▸ TASK BRIEF
In the listing, find every line that has the string "RendererError" and copy it.

▸ SOURCE DATA
BEGIN
//! End-to-end crawl tests
//!
//! These drive the full controller loop against a scripted in-memory
//! renderer and assert on the assembled HAR document.

use chrono::{DateTime, Duration, TimeZone, Utc};
use har_scout::har::Header;
use har_scout::renderer::{
    Anchor, NavigationOutcome, PageCapture, ReplyStage, ResourceEvent, ResourceReply,
    ResourceRequest, ScriptedRenderer,
};
use har_scout::{CrawlConfig, Crawler, Pattern, RendererError, ScoutError};

fn init_tracing() {
    let _ = tracing_subscriber::fmt()
        .with_env_filter(tracing_subscriber::EnvFilter::from_default_env())
        .try_init();
}

fn t(offset_ms: i64) -> DateTime<Utc> {
    Utc.with_ymd_and_hms(2024, 5, 1, 12, 0, 0).unwrap() + Duration::milliseconds(offset_ms)
}

/// A request/start/end cycle for one resource.
fn resource_cycle(
    id: u64,
    url: &str,
    status: u16,
    body_size: Option<i64>,
    mime: &str,
) -> Vec<ResourceEvent> {
    vec![
        ResourceEvent::Requested(ResourceRequest {
            id,
            method: "GET".to_string(),
            url: url.to_string(),
            headers: vec![Header::new("Accept", "*/*")],
            time: t(0),
        }),
        ResourceEvent::Received(ResourceReply {
            id,
            stage: ReplyStage::Start,
            status: Some(status),
            status_text: None,
            headers: vec![Header::new("Content-Type", mime)],
            body_size: None,
            content_type: Some(mime.to_string()),
            time: t(20),
        }),
        ResourceEvent::Received(ResourceReply {
            id,
            stage: ReplyStage::End,
            status: Some(status),
            status_text: None,
            headers: vec![Header::new("Content-Type", mime)],
            body_size,
            content_type: Some(mime.to_string()),
            time: t(50),
        }),
    ]
}

/// A successfully loaded page whose document request returned 200.
fn page_capture(url: &str, title: &str, anchors: Vec<Anchor>) -> PageCapture {
    let mut capture = PageCapture::failed(url, "");
    capture.outcome = NavigationOutcome::Success;
    capture.title = title.to_string();
    capture.rendered_source = format!("<html><head><title>{}</title></head></html>", title);
    capture.anchors = anchors;
    capture.started_at = t(0);
    capture.content_loaded_at = Some(t(90));
    capture.finished_at = t(150);
    capture.resource_events = resource_cycle(1, url, 200, Some(1024), "text/html");
    capture
}

fn anchors(hrefs: &[(&str, &str)]) -> Vec<Anchor> {
    hrefs
        .iter()
        .map(|(href, text)| Anchor::new(*href, *text))
        .collect()
}

#[tokio::test]
async fn test_single_page_crawl_classifies_links() {
    init_tracing();

    let renderer = ScriptedRenderer::new().script(page_capture(
        "https://example.com/",
        "Home",
        anchors(&[
            ("/about.html", "About Us"),
            ("https://twitter.com/x", "Twitter"),
        ]),
    ));

    let config = CrawlConfig::new("https://example.com/");
    let har = Crawler::new(config, renderer).unwrap().run().await.unwrap();

    assert_eq!(har.log.pages.len(), 1);
    let page = &har.log.pages[0];
    assert_eq!(page.id, "https://example.com/");
    assert_eq!(page.title, "Home");
    assert_eq!(page.links.len(), 2);
    assert!(page.links[0].internal);
    assert!(!page.links[1].internal);
    assert_eq!(page.page_timings.on_load, 150);
    assert_eq!(page.page_timings.on_content_load, 90);
}

#[tokio::test]
async fn test_two_page_site_follows_internal_link() {
    let renderer = ScriptedRenderer::new()
        .script(page_capture(
            "https://example.com/",
            "Home",
            anchors(&[("/about.html", "About Us")]),
        ))
        .script(page_capture(
            "https://example.com/about.html",
            "About",
            vec![],
        ));

    let config = CrawlConfig::new("https://example.com/").with_max(2);
    let har = Crawler::new(config, renderer).unwrap().run().await.unwrap();

    assert_eq!(har.log.pages.len(), 2);
    assert_eq!(har.log.pages[1].id, "https://example.com/about.html");
    assert!(har.log.failures.is_empty());
}

#[tokio::test]
async fn test_max_one_never_follows_links() {
    let renderer = ScriptedRenderer::new().script(page_capture(
        "https://example.com/",
        "Home",
        anchors(&[("/a", "A"), ("/b", "B")]),
    ));

    let config = CrawlConfig::new("https://example.com/");
    let har = har_scout::crawler::crawl(config, renderer).await.unwrap();
    assert_eq!(har.log.pages.len(), 1);
}

#[tokio::test]
async fn test_crawl_stops_when_frontier_exhausted() {
    // Two reachable pages but a budget of five: length is min(max, reachable).
    let renderer = ScriptedRenderer::new()
        .script(page_capture(
            "https://example.com/",
            "Home",
            anchors(&[("/a", "A")]),
        ))
        .script(page_capture(
            "https://example.com/a",
            "A",
            anchors(&[("/", "Back home")]),
        ));

    let config = CrawlConfig::new("https://example.com/").with_max(5);
    let har = Crawler::new(config, renderer).unwrap().run().await.unwrap();

    assert_eq!(har.log.pages.len(), 2);

    // No page id appears twice
    let mut ids: Vec<&str> = har.log.pages.iter().map(|p| p.id.as_str()).collect();
    ids.sort();
    ids.dedup();
    assert_eq!(ids.len(), har.log.pages.len());
}

#[tokio::test]
async fn test_shared_redirect_target_is_recorded_once() {
    // /a and /b both redirect to /c; the second navigation lands on a page
    // already in the log and must not append a duplicate id.
    let mut via_a = page_capture("https://example.com/a", "C", vec![]);
    via_a.final_url = "https://example.com/c".to_string();
    via_a.redirects = vec!["https://example.com/a".to_string()];

    let mut via_b = page_capture("https://example.com/b", "C", vec![]);
    via_b.final_url = "https://example.com/c".to_string();
    via_b.redirects = vec!["https://example.com/b".to_string()];

    let renderer = ScriptedRenderer::new()
        .script(page_capture(
            "https://example.com/",
            "Home",
            anchors(&[("/a", "A"), ("/b", "B")]),
        ))
        .script(via_a)
        .script(via_b);

    let config = CrawlConfig::new("https://example.com/").with_max(3);
    let har = Crawler::new(config, renderer).unwrap().run().await.unwrap();

    let ids: Vec<&str> = har.log.pages.iter().map(|p| p.id.as_str()).collect();
    assert_eq!(ids, ["https://example.com/", "https://example.com/c"]);

    let mut unique = ids.clone();
    unique.sort();
    unique.dedup();
    assert_eq!(unique.len(), har.log.pages.len());
}

#[tokio::test]
async fn test_popular_shallow_link_is_picked_first() {
    let mut home_anchors = anchors(&[("/deep/nested/page", "Deep")]);
    for _ in 0..4 {
        home_anchors.push(Anchor::new("/popular", "Popular"));
    }
    home_anchors.push(Anchor::new("/quiet", "Quiet"));

    let renderer = ScriptedRenderer::new()
        .script(page_capture("https://example.com/", "Home", home_anchors))
        .script(page_capture("https://example.com/popular", "Popular", vec![]))
        .script(page_capture("https://example.com/quiet", "Quiet", vec![]));

    let config = CrawlConfig::new("https://example.com/").with_max(2);
    let har = Crawler::new(config, renderer).unwrap().run().await.unwrap();

    // /popular and /quiet share the minimum depth; /popular has the higher
    // aggregated count and wins over the deeper, equally-referenced page.
    assert_eq!(har.log.pages[1].id, "https://example.com/popular");
}

#[tokio::test]
async fn test_403_page_yields_one_entry_with_status() {
    let mut capture = page_capture("https://example.com/forbidden", "Forbidden", vec![]);
    capture.resource_events = resource_cycle(1, "https://example.com/forbidden", 403, None, "");
    capture.content_loaded_at = None;

    let renderer = ScriptedRenderer::new().script(capture);
    let config = CrawlConfig::new("https://example.com/forbidden");
    let har = Crawler::new(config, renderer).unwrap().run().await.unwrap();

    assert_eq!(har.log.pages.len(), 1);
    assert_eq!(har.log.pages[0].page_timings.on_content_load, -1);
    assert_eq!(har.log.entries.len(), 1);

    let response = har.log.entries[0].response.as_ref().unwrap();
    assert_eq!(response.status, 403);
    assert_eq!(response.status_text, "Forbidden");
    assert_eq!(response.body_size, -1);
}

#[tokio::test]
async fn test_incomplete_and_data_uri_entries_are_excluded() {
    let mut capture = page_capture("https://example.com/", "Home", vec![]);
    // A request that never completes both stages
    capture.resource_events.push(ResourceEvent::Requested(ResourceRequest {
        id: 2,
        method: "GET".to_string(),
        url: "https://example.com/hangs.js".to_string(),
        headers: vec![],
        time: t(10),
    }));
    // A data URI request, complete but never eligible
    capture
        .resource_events
        .extend(resource_cycle(3, "data:image/png;base64,AAAA", 200, Some(4), "image/png"));

    let renderer = ScriptedRenderer::new().script(capture);
    let config = CrawlConfig::new("https://example.com/");
    let har = Crawler::new(config, renderer).unwrap().run().await.unwrap();

    assert_eq!(har.log.entries.len(), 1);
    assert!(har.log.entries.iter().all(|e| e.response.is_some()));
    assert!(!har.log.entries.iter().any(|e| e.request.url.starts_with("data:")));
}

#[tokio::test]
async fn test_navigation_failure_is_recorded_and_crawl_continues() {
    init_tracing();

    // Home links to /broken (more referenced) and /fine; /broken fails to
    // load, the crawl records the failure and moves on to /fine.
    let mut home_anchors = anchors(&[("/fine", "Fine")]);
    home_anchors.push(Anchor::new("/broken", "Broken"));
    home_anchors.push(Anchor::new("/broken", "Broken again"));

    let renderer = ScriptedRenderer::new()
        .script(page_capture("https://example.com/", "Home", home_anchors))
        .script(PageCapture::failed(
            "https://example.com/broken",
            "FAIL to load the address",
        ))
        .script(page_capture("https://example.com/fine", "Fine", vec![]));

    let config = CrawlConfig::new("https://example.com/").with_max(3);
    let har = Crawler::new(config, renderer).unwrap().run().await.unwrap();

    assert_eq!(har.log.pages.len(), 2);
    assert_eq!(har.log.failures.len(), 1);
    assert_eq!(har.log.failures[0].id, "https://example.com/broken");

    // Every retained entry references a page or a failure
    for entry in &har.log.entries {
        let in_pages = har.log.pages.iter().any(|p| p.id == entry.pageref);
        let in_failures = har.log.failures.iter().any(|f| f.id == entry.pageref);
        assert!(in_pages || in_failures, "dangling pageref {}", entry.pageref);
    }
}

#[tokio::test]
async fn test_renderer_crash_aborts_without_har() {
    let renderer = ScriptedRenderer::new().script_error(
        "https://example.com/",
        RendererError::ProcessCrashed("exit code 1".to_string()),
    );

    let config = CrawlConfig::new("https://example.com/");
    let result = Crawler::new(config, renderer).unwrap().run().await;
    assert!(matches!(result, Err(ScoutError::Renderer(_))));
}

#[tokio::test]
async fn test_renderer_crash_mid_crawl_aborts() {
    let renderer = ScriptedRenderer::new()
        .script(page_capture(
            "https://example.com/",
            "Home",
            anchors(&[("/next", "Next")]),
        ))
        .script_error(
            "https://example.com/next",
            RendererError::TransportLost("stdout closed".to_string()),
        );

    let config = CrawlConfig::new("https://example.com/").with_max(2);
    let result = Crawler::new(config, renderer).unwrap().run().await;
    assert!(matches!(result, Err(ScoutError::Renderer(_))));
}

#[tokio::test]
async fn test_exclude_pattern_prunes_candidates() {
    let renderer = ScriptedRenderer::new()
        .script(page_capture(
            "https://example.com/",
            "Home",
            anchors(&[("/admin/secret", "Admin"), ("/keep", "Keep")]),
        ))
        .script(page_capture("https://example.com/keep", "Keep", vec![]))
        .script(page_capture(
            "https://example.com/admin/secret",
            "Admin",
            vec![],
        ));

    let config = CrawlConfig::new("https://example.com/")
        .with_max(5)
        .with_exclude(vec![Pattern::literal("admin")]);
    let har = Crawler::new(config, renderer).unwrap().run().await.unwrap();

    let ids: Vec<&str> = har.log.pages.iter().map(|p| p.id.as_str()).collect();
    assert_eq!(ids, ["https://example.com/", "https://example.com/keep"]);
}

#[tokio::test]
async fn test_include_pattern_restricts_candidates() {
    let renderer = ScriptedRenderer::new()
        .script(page_capture(
            "https://example.com/",
            "Home",
            anchors(&[("/docs/intro", "Docs"), ("/blog/post", "Blog")]),
        ))
        .script(page_capture(
            "https://example.com/docs/intro",
            "Docs",
            vec![],
        ));

    let config = CrawlConfig::new("https://example.com/")
        .with_max(5)
        .with_include(vec![Pattern::literal("docs")]);
    let har = Crawler::new(config, renderer).unwrap().run().await.unwrap();

    let ids: Vec<&str> = har.log.pages.iter().map(|p| p.id.as_str()).collect();
    assert_eq!(
        ids,
        ["https://example.com/", "https://example.com/docs/intro"]
    );
}

#[tokio::test]
async fn test_creator_and_browser_metadata() {
    let renderer = ScriptedRenderer::new()
        .with_identity("PhantomRenderer", "2.1.1")
        .script(page_capture("https://example.com/", "Home", vec![]));

    let config = CrawlConfig::new("https://example.com/");
    let har = Crawler::new(config, renderer).unwrap().run().await.unwrap();

    assert_eq!(har.log.version, "1.2");
    assert_eq!(har.log.creator.name, "har-scout");
    assert_eq!(har.log.browser.name, "PhantomRenderer");
    assert_eq!(har.log.browser.version, "2.1.1");
}

#[tokio::test]
async fn test_redirected_page_records_final_id() {
    let mut capture = page_capture("https://example.com/old", "Moved", vec![]);
    capture.final_url = "https://example.com/new".to_string();
    capture.redirects = vec!["https://example.com/old".to_string()];

    let renderer = ScriptedRenderer::new().script(capture);
    let config = CrawlConfig::new("https://example.com/old");
    let har = Crawler::new(config, renderer).unwrap().run().await.unwrap();

    assert_eq!(har.log.pages[0].id, "https://example.com/new");
    assert_eq!(har.log.pages[0].redirects, ["https://example.com/old"]);
}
END
▸ YOUR RESPONSE
use har_scout::{CrawlConfig, Crawler, Pattern, RendererError, ScoutError};
        RendererError::ProcessCrashed("exit code 1".to_string()),
            RendererError::TransportLost("stdout closed".to_string()),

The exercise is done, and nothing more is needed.